Mayhem is a Norwegian black metal band from Oslo. Formed in 1984, the group originally featured guitarist Øystein "Euronymous" Aarseth (originally known as "Destructor"), bassist and vocalist Jørn "Necrobutcher" Stubberud and drummer Kjetil Manheim. The band's current lineup includes Necrobutcher (who rejoined in 1995 after originally leaving in 1991), drummer Jan Axel "Hellhammer" Blomberg (since 1988), vocalist Attila Csihar (first from 1992 to 1993, and since 2004), and guitarists Morten Bergeton "Teloch" Iversen (since 2011) and Charles "Ghul" Hedger (since 2012).

==History==
===1984–1993===
Mayhem was formed in 1984 by Necrobutcher with Euronymous and Manheim.
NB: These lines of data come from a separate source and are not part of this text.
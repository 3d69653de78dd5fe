// tests/release_test.rs
//
// End-to-end derivation checks going through reference classification,
// version parsing, and field rendering, the way the version subcommand
// wires them together.

use relkit::config::VersionConfig;
use relkit::domain::GitRef;
use relkit::git::{MockRefSource, RefSource};
use relkit::release::derive_release;

fn derive(raw_ref: &str) -> relkit::release::Derivation {
    derive_release(&GitRef::parse(raw_ref), &VersionConfig::default())
}

#[test]
fn test_pull_request_ref_precedence() {
    let d = derive("refs/pull/1913/merge");
    assert_eq!(d.info.version, "pr-1913");
    assert_eq!(d.info.channel, "edge");
    assert_eq!(d.info.chart_version, "0.42.42-dev");
    assert!(!d.info.update_release);
}

#[test]
fn test_prerelease_tag_ref() {
    let d = derive("refs/tags/v0.21.0-rc.3");
    assert_eq!(d.info.version, "0.21.0-rc.3");
    assert_eq!(d.info.channel, "0.21");
    assert_eq!(d.info.chart_version, "0.21.0-rc.3");
    assert!(!d.info.update_release);
}

#[test]
fn test_full_release_tag_ref() {
    let d = derive("refs/tags/v0.21.0");
    assert_eq!(d.info.version, "0.21.0");
    assert_eq!(d.info.channel, "0.21");
    assert_eq!(d.info.chart_version, "0.21.0");
    assert!(d.info.update_release);
}

#[test]
fn test_branch_ref_falls_back_to_edge() {
    let d = derive("refs/heads/main");
    assert_eq!(d.info.version, "edge");
    assert_eq!(d.info.channel, "edge");
    assert!(!d.info.update_release);
    assert!(d.warning.is_none());
}

#[test]
fn test_empty_ref_falls_back_to_edge() {
    let d = derive("");
    assert_eq!(d.info.version, "edge");
}

#[test]
fn test_unparsable_tag_warns() {
    let d = derive("refs/tags/v2024-release");
    assert_eq!(d.info.version, "edge");
    assert!(d.warning.is_some());
}

#[test]
fn test_derivation_through_mock_ref_source() {
    let source = MockRefSource::new("refs/tags/v1.4.2");
    let raw = source.current_ref().unwrap();
    let d = derive_release(&GitRef::parse(&raw), &VersionConfig::default());
    assert_eq!(d.info.version, "1.4.2");
    assert_eq!(d.info.channel, "1.4");
}

#[test]
fn test_pairs_render_all_fields() {
    let d = derive("refs/tags/v0.30.1");
    let pairs = d.info.to_pairs();
    let keys: Vec<&str> = pairs.iter().map(|(k, _)| *k).collect();
    assert_eq!(
        keys,
        vec!["REL_VERSION", "REL_CHANNEL", "CHART_VERSION", "UPDATE_RELEASE"]
    );
}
After two years of rehearsals, the trio released its first demo Pure Fucking Armageddon in early 1986. Shortly after its release, the group became a four-piece when Eirik "Messiah" Norheim took over vocals from Euronymous. Within a year, the vocalist had been replaced by Sven Erik "Maniac" Kristiansen, who performed on the group's first EP Deathcrush. Both Maniac and Manheim left shortly after the EP's release, and were briefly replaced by Vomit members Kittil Kittilsen and Torben Grue, respectively.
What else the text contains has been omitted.